== Given entries ==

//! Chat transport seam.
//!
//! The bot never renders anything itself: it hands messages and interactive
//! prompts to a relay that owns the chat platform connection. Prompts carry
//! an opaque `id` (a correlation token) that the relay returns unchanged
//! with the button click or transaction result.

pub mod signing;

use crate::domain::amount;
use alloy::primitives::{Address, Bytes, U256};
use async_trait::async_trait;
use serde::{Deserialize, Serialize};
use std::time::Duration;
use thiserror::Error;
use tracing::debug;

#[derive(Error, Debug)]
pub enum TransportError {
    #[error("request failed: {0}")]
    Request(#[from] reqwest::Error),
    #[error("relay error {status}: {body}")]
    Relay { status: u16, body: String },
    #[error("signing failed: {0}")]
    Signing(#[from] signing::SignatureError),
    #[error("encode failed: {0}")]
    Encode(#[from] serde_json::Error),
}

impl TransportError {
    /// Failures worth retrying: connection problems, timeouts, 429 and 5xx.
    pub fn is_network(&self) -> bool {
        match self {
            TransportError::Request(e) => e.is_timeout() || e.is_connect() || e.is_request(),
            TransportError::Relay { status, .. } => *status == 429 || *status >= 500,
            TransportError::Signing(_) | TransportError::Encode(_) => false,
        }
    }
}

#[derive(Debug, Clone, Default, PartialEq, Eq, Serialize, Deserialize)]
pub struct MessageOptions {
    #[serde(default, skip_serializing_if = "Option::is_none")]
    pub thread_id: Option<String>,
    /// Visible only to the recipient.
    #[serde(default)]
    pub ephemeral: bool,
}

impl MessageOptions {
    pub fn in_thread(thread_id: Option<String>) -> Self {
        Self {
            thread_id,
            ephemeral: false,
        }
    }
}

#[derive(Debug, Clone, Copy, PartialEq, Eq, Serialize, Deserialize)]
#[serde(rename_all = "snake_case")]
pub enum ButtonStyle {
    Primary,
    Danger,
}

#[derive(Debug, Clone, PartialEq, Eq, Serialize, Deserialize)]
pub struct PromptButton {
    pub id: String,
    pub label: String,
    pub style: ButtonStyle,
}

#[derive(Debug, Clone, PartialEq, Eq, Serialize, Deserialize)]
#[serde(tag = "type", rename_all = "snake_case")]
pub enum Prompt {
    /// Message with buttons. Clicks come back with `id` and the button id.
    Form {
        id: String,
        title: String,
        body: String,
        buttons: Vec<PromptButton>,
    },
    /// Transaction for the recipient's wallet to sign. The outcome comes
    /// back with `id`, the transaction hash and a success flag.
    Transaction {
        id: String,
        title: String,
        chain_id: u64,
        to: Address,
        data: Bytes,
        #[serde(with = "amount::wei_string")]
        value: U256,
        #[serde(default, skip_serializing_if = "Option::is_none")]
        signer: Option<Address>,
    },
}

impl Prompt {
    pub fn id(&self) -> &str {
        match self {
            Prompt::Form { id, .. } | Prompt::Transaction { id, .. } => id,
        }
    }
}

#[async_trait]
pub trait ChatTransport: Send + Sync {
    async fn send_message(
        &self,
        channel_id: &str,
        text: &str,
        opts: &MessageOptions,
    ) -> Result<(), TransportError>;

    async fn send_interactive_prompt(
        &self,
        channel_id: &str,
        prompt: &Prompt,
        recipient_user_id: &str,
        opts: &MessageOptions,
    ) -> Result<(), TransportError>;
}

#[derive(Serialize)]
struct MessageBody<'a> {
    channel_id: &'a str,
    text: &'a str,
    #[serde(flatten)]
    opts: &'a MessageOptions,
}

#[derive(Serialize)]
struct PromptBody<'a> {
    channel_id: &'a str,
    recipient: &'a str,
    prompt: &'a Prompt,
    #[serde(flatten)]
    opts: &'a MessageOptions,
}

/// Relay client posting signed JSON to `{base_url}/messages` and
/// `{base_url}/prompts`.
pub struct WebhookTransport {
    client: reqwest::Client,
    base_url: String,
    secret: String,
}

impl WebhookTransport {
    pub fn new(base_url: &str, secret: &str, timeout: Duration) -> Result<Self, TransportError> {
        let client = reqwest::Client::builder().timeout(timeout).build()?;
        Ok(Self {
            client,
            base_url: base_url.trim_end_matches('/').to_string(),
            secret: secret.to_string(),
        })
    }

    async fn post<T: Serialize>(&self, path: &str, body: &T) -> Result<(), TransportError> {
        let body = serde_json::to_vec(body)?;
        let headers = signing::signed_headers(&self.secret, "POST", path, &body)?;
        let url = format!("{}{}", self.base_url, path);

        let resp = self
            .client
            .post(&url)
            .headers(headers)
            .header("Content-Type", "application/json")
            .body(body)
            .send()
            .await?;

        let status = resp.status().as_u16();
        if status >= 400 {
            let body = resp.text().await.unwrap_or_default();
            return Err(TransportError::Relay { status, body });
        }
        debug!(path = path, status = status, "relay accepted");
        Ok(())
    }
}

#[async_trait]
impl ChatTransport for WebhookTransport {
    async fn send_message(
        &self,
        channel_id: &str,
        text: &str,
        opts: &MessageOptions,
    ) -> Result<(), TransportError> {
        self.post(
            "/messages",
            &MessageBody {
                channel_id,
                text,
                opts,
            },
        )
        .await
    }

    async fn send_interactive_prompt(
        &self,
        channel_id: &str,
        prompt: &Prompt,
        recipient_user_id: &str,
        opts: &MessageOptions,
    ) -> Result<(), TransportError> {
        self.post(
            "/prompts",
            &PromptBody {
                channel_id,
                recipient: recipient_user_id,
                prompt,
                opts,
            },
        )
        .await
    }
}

---

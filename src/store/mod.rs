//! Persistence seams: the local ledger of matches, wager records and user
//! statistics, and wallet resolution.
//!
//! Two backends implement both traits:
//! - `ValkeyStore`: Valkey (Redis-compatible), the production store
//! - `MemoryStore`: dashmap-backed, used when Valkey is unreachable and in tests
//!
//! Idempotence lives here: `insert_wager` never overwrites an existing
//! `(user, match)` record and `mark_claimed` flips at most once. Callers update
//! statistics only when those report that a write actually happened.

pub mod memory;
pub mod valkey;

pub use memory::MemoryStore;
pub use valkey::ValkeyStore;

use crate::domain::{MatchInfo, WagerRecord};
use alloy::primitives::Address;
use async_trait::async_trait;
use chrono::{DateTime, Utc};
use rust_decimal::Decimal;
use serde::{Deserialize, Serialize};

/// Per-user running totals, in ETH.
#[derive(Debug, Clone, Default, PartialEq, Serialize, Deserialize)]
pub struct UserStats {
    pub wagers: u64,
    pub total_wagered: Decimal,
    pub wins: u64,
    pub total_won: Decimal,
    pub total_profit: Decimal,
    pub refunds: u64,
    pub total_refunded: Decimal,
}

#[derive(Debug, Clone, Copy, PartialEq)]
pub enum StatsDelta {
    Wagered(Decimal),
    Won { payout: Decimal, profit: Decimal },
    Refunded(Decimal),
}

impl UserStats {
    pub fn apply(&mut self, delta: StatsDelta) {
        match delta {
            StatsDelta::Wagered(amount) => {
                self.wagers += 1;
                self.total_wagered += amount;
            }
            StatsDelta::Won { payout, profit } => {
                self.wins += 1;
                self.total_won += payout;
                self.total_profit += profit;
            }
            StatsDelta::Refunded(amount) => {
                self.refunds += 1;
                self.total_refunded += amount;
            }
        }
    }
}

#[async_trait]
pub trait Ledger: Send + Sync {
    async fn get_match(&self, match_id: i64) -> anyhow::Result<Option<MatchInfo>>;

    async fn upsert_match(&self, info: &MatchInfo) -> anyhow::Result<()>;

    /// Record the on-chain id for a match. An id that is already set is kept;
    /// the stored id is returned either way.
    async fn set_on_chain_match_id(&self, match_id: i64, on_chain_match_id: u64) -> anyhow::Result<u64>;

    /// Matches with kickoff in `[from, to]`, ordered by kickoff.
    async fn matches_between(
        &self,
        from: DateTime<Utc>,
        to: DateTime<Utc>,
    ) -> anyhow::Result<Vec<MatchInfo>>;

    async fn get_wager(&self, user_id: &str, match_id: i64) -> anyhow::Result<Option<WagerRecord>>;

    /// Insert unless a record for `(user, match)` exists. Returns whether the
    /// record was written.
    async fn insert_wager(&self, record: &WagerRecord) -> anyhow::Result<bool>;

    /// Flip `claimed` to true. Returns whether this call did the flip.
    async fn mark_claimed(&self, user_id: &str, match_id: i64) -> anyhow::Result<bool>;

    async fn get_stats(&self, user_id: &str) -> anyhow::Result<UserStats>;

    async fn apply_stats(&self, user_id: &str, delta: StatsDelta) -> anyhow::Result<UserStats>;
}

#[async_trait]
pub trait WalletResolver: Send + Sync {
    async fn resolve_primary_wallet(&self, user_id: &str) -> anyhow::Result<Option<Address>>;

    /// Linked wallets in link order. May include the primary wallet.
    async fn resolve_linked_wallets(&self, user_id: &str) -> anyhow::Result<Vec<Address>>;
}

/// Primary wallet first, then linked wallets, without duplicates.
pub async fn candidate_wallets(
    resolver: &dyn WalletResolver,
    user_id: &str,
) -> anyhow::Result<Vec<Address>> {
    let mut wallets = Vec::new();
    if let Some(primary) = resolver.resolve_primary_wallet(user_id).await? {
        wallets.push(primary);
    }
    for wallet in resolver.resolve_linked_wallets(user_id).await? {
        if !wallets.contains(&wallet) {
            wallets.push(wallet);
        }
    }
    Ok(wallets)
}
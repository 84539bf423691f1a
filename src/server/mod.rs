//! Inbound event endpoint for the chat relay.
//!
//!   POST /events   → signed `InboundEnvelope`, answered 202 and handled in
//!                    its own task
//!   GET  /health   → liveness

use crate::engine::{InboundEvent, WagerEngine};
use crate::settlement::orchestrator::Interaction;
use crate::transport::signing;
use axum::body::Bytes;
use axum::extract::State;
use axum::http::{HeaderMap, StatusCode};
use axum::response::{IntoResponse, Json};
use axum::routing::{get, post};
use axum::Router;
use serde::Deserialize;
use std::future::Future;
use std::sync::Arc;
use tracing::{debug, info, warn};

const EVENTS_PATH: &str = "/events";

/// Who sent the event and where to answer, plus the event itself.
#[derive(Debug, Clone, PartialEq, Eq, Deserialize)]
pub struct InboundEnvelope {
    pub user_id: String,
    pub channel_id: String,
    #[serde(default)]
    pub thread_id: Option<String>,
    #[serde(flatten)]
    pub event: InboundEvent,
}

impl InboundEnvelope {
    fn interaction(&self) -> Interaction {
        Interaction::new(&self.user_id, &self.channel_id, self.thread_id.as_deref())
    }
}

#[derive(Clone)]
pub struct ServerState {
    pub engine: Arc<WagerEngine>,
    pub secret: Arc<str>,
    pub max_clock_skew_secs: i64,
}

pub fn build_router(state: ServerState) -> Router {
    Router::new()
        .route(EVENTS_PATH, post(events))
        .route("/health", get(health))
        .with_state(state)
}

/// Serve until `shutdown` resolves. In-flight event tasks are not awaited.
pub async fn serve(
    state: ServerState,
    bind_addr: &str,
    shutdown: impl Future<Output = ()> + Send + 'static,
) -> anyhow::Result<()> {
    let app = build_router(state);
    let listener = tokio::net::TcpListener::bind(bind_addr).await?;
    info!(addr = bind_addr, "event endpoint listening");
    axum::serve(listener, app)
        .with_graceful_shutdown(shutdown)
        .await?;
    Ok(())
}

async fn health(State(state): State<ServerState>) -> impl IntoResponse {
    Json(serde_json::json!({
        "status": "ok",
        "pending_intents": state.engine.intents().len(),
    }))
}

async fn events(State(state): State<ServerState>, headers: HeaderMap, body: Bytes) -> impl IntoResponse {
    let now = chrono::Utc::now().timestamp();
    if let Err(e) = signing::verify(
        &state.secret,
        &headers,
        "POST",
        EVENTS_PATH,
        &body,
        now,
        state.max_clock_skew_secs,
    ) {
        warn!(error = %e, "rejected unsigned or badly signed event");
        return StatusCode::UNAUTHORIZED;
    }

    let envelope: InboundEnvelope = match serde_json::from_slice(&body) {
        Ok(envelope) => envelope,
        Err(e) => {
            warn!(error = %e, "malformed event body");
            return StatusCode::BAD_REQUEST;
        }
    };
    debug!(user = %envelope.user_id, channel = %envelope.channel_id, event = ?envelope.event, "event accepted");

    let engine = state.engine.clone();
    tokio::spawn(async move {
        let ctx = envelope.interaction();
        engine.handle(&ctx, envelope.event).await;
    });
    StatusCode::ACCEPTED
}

== What is required ==
Write out each line above with the word "never".

== Reply to the task ==
//! The bot never renders anything itself: it hands messages and interactive
//! Idempotence lives here: `insert_wager` never overwrites an existing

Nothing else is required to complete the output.